Most of the men belong to the Litvak religious stream.

Haredi men who decided to join the IDF arrive at the army's recruitment office at Camp Yaakov Dori in Ramat Gan's Tel Hashomer neighborhood, Oct. 23, 2023. Photo by Avshalom Sassoni/Flash90.
Haredi men who decided to join the IDF arrive at the army’s recruitment office at Camp Yaakov Dori in Ramat Gan’s Tel Hashomer neighborhood, Oct. 23, 2023. Photo by Avshalom Sassoni/Flash90.

More than 2,000 ultra-Orthodox Israelis have asked to be enlisted in the IDF, in an unprecedented mobilization in the haredi sector.

The volunteer recruitment follows Hamas’s murder of more than 1,400 Israelis and wounding of thousands of others on Oct. 7, the bloodiest one-day attack on the Jewish people since the Holocaust.

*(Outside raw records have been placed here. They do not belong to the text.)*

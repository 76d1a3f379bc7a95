//! Info command implementation

use crate::cli::InfoArgs;
use qrframe::Result;

pub fn run(args: &InfoArgs) -> Result<()> {
    // With no selector, print everything.
    let all = !args.frames && !args.styles;

    if args.frames || all {
        println!("Frames:");
        println!("  none (default)");
        for name in qrframe::frames::registered_names() {
            println!("  {name}");
        }
    }

    if args.styles || all {
        println!("Module styles:");
        for name in ["square (default)", "dots", "rounded"] {
            println!("  {name}");
        }
        println!("Eye styles:");
        for name in ["square (default)", "circle", "rounded", "leaf", "diamond"] {
            println!("  {name}");
        }
        println!("Error-correction levels:");
        for name in ["l (low)", "m (medium, default)", "q (quartile)", "h (high)"] {
            println!("  {name}");
        }
    }

    Ok(())
}
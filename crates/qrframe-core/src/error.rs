//! Error types for qrframe

use thiserror::Error;

pub type Result<T> = std::result::Result<T, QrError>;

/// Main error type for qrframe
#[derive(Debug, Error)]
pub enum QrError {
    #[error("Encoding failed: {0}")]
    EncodeFailed(#[from] EncodeError),

    #[error("Export failed: {0}")]
    ExportFailed(#[from] ExportError),

    #[error("Configuration error: {0}")]
    ConfigError(String),

    #[error("IO error: {0}")]
    Io(#[from] std::io::Error),
}

/// Symbol matrix construction errors
#[derive(Debug, Error)]
pub enum EncodeError {
    #[error("Payload does not fit any QR version: {0}")]
    DataTooLong(String),

    #[error("Encoder error: {0}")]
    Backend(String),
}

/// Export errors
#[derive(Debug, Error)]
pub enum ExportError {
    #[error("Format not supported: {0}")]
    FormatNotSupported(String),

    #[error("Encoding failed: {0}")]
    EncodingFailed(String),

    #[error("Rasterization failed: {0}")]
    RasterizationFailed(String),

    #[error("Write failed: {0}")]
    WriteFailed(String),
}
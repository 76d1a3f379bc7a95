//! End-to-end properties of the composed renderer
//!
//! These use dots modules with square eyes where shape kinds need to be
//! told apart: modules come out as circles, eyes and the background as
//! rectangles.

use qrframe_core::{
    Color, EcLevel, EyeStyle, Fill, FrameKind, FrameSpec, GradientDirection, GradientSpec,
    LogoRef, ModuleStyle, Node, RenderedVector, StyleConfig, CELL,
};
use qrframe_render::{render, RenderOptions, SymbolMatrix, SYMBOL_GROUP_ID};

const PAYLOAD: &str = "https://example.com";

fn dots_style() -> StyleConfig {
    StyleConfig {
        module_style: ModuleStyle::Dots,
        eye_style: EyeStyle::Square,
        ..StyleConfig::default()
    }
}

fn render_ok(style: &StyleConfig, frame: &FrameSpec) -> RenderedVector {
    render(PAYLOAD, style, frame, &RenderOptions::default())
        .unwrap()
        .unwrap()
}

fn module_count(v: &RenderedVector) -> usize {
    v.count_nodes(|n| matches!(n, Node::Circle { .. }))
}

#[test]
fn exactly_three_eye_triples_at_fixed_positions() {
    let out = render_ok(&dots_style(), &FrameSpec::none());
    let extent = out.view_box.0;
    let size = (extent / CELL) as usize;

    // Outer eye rings are the only 7-cell-wide rects in a dots render.
    let mut outer_origins = Vec::new();
    out.visit(&mut |n| {
        if let Node::Rect { x, y, width, .. } = n {
            if (*width - 7.0 * CELL).abs() < 1e-9 {
                outer_origins.push((*x, *y));
            }
        }
    });
    let far = (size - 7) as f64 * CELL;
    outer_origins.sort_by(|a, b| a.partial_cmp(b).unwrap());
    assert_eq!(outer_origins, vec![(0.0, 0.0), (0.0, far), (far, 0.0)]);

    // Three shapes per eye plus the background rect.
    let rects = out.count_nodes(|n| matches!(n, Node::Rect { .. }));
    assert_eq!(rects, 1 + 9);
}

#[test]
fn no_module_inside_finder_regions() {
    let out = render_ok(&dots_style(), &FrameSpec::none());
    let size = (out.view_box.0 / CELL) as usize;
    out.visit(&mut |n| {
        if let Node::Circle { cx, cy, .. } = n {
            let col = ((cx - CELL / 2.0) / CELL).round() as usize;
            let row = ((cy - CELL / 2.0) / CELL).round() as usize;
            assert!(
                !qrframe_render::in_finder(size, row, col),
                "module at cell ({row}, {col}) inside a finder region"
            );
        }
    });
}

#[test]
fn logo_strictly_reduces_module_count() {
    let mut with_logo = dots_style();
    with_logo.logo = Some(LogoRef { href: "logo.png".into() });
    let excavated = render_ok(&with_logo, &FrameSpec::none());

    // Different effective EC levels mean different matrices; compare
    // against a logo-free render at the same forced level.
    let mut high = dots_style();
    high.ec_level = EcLevel::High;
    let high_plain = render_ok(&high, &FrameSpec::none());

    assert!(module_count(&excavated) < module_count(&high_plain));
    assert_eq!(excavated.count_nodes(|n| matches!(n, Node::Image { .. })), 1);
}

#[test]
fn rendering_twice_is_deterministic() {
    let style = StyleConfig {
        module_style: ModuleStyle::Rounded,
        eye_style: EyeStyle::Leaf,
        gradient: Some(GradientSpec {
            start: Color::new(255, 0, 128),
            end: Color::new(0, 64, 255),
            direction: GradientDirection::Diagonal,
        }),
        ..StyleConfig::default()
    };
    let frame = FrameSpec::new(FrameKind::Badge, Some("Scan Me".into()));
    let a = render_ok(&style, &frame);
    let b = render_ok(&style, &frame);
    assert_eq!(a, b);
}

#[test]
fn gradient_direction_changes_only_the_def() {
    let mut style = dots_style();
    style.gradient = Some(GradientSpec {
        start: Color::black(),
        end: Color::new(0, 0, 255),
        direction: GradientDirection::Vertical,
    });
    let vertical = render_ok(&style, &FrameSpec::none());

    style.gradient = Some(GradientSpec {
        start: Color::black(),
        end: Color::new(0, 0, 255),
        direction: GradientDirection::Radial,
    });
    let radial = render_ok(&style, &FrameSpec::none());

    assert_eq!(vertical.nodes, radial.nodes);
    assert_ne!(vertical.defs, radial.defs);
    assert!(module_count(&vertical) > 0);
}

#[test]
fn bare_square_render_end_to_end() {
    let out = render_ok(&StyleConfig::default(), &FrameSpec::none());
    let size = SymbolMatrix::encode(PAYLOAD, EcLevel::Medium).unwrap().size();
    let extent = size as f64 * CELL;

    assert_eq!(out.view_box, (extent, extent));
    assert_eq!(out.width, extent);
    assert_eq!(out.height, extent);

    let symbol = out.find_group(SYMBOL_GROUP_ID).unwrap();
    match &symbol.children[0] {
        Node::Rect { x, y, width, height, fill, .. } => {
            assert_eq!((*x, *y), (0.0, 0.0));
            assert_eq!((*width, *height), (extent, extent));
            assert_eq!(*fill, Fill::Solid(Color::white()));
        }
        other => panic!("expected background rect first, got {other:?}"),
    }
    // Square style means every module is a sharp-cornered cell rect.
    out.visit(&mut |n| {
        if let Node::Rect { width, rx, .. } = n {
            if (*width - CELL).abs() < 1e-9 {
                assert_eq!(*rx, 0.0);
            }
        }
    });
}

#[test]
fn simple_frame_adds_caption_allowance() {
    let bare = render_ok(&StyleConfig::default(), &FrameSpec::none());
    let framed = render_ok(
        &StyleConfig::default(),
        &FrameSpec::new(FrameKind::Simple, Some("Scan Me".into())),
    );

    assert!(framed.view_box.1 >= bare.view_box.1 + 50.0);
    let captions = framed.count_nodes(
        |n| matches!(n, Node::Text { content, .. } if content == "Scan Me"),
    );
    assert_eq!(captions, 1);
}

#[test]
fn logo_forces_high_error_correction() {
    let mut style = StyleConfig::default();
    style.ec_level = EcLevel::Low;
    style.logo = Some(LogoRef { href: "logo.png".into() });

    let out = render_ok(&style, &FrameSpec::none());
    let high_size = SymbolMatrix::encode(PAYLOAD, EcLevel::High).unwrap().size();
    assert_eq!(out.view_box.0, high_size as f64 * CELL);
}

#[test]
fn unknown_frame_is_equivalent_to_none() {
    let spec = FrameSpec::new(FrameKind::from_name("nonexistent"), None);
    let fallback = render_ok(&StyleConfig::default(), &spec);
    let none = render_ok(&StyleConfig::default(), &FrameSpec::none());
    assert_eq!(fallback, none);
}

#[test]
fn display_size_scales_the_longer_dimension() {
    let opts = RenderOptions {
        display_size: Some(512.0),
        id: Some("qr-preview".into()),
    };
    let out = render(
        PAYLOAD,
        &StyleConfig::default(),
        &FrameSpec::new(FrameKind::Simple, None),
        &opts,
    )
    .unwrap()
    .unwrap();

    assert!((out.width.max(out.height) - 512.0).abs() < 1e-9);
    let ratio = out.width / out.height;
    let view_ratio = out.view_box.0 / out.view_box.1;
    assert!((ratio - view_ratio).abs() < 1e-9);
    assert_eq!(out.id.as_deref(), Some("qr-preview"));
}
use std::collections::BTreeMap;

use chrono::{DateTime, Utc};
use serde::{Deserialize, Serialize};

/// Store-assigned identity of a task. Immutable once assigned (invariant 1).
pub type TaskId = i64;

/// Name -> value parameters carried by a task. Ordered so that grouping-key
/// construction and the HTTP dispatch query string are deterministic.
pub type Params = BTreeMap<String, String>;

/// A unit of deferred work: a method to invoke, its parameters, and the
/// earliest wall-clock time it becomes due.
#[derive(Debug, Clone, PartialEq, Serialize, Deserialize)]
pub struct Task {
    pub id: TaskId,
    pub method: String,
    pub params: Params,
    pub at: DateTime<Utc>,
    pub completed: bool,
    pub retries: u32,
}

/// The fields a producer supplies; the store assigns `id`, `completed`
/// defaults to false and `retries` defaults to 0.
#[derive(Debug, Clone, PartialEq, Serialize, Deserialize)]
pub struct NewTask {
    pub method: String,
    pub params: Params,
    pub at: DateTime<Utc>,
}

impl Task {
    pub fn is_due(&self, now: DateTime<Utc>) -> bool {
        !self.completed && self.at < now
    }
}
use rusqlite::Error as SqlError;

/// The error type shared by every component in this crate.
#[derive(Debug, thiserror::Error)]
pub enum SchedulerError {
    #[error("IO error: {0}")]
    Io(#[from] std::io::Error),

    #[error("SQL error: {0}")]
    Sql(String),

    #[error("serialization error: {0}")]
    Serde(String),

    #[error("dispatch handler error: {0}")]
    Handler(String),

    #[error("{0}")]
    Other(String),
}

pub type SchedulerResult<T> = Result<T, SchedulerError>;

impl From<SqlError> for SchedulerError {
    fn from(error: SqlError) -> Self {
        SchedulerError::Sql(error.to_string())
    }
}

impl From<serde_json::Error> for SchedulerError {
    fn from(error: serde_json::Error) -> Self {
        SchedulerError::Serde(error.to_string())
    }
}

impl From<reqwest::Error> for SchedulerError {
    fn from(error: reqwest::Error) -> Self {
        SchedulerError::Handler(error.to_string())
    }
}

About 150 haredim arrived at the IDF recruitment office at Tel Hashomer in Ramat Gan on Monday as the military begins to draft them as volunteers. Most of the volunteers, who ranged in age from their mid-20s to late 30s, are members of the Lithuanian (Litvak) stream of ultra-Orthodoxy.

Ultra-Orthodox male yeshiva students are generally exempt from military service as part of a widely-criticized decades-old arrangement. The accord had been slated to be reviewed and renewed this autumn in the Knesset.

In the first years of the state, Israel offered exemptions from military service to 500 ultra-Orthodox Jewish scholars, a number that has mushroomed to tens of thousands over the decades.

The ultra-Orthodox believe that studying Torah is the best protection for the state, a view that has drawn resentment from the rest of the public as the numbers who avoided military service swelled.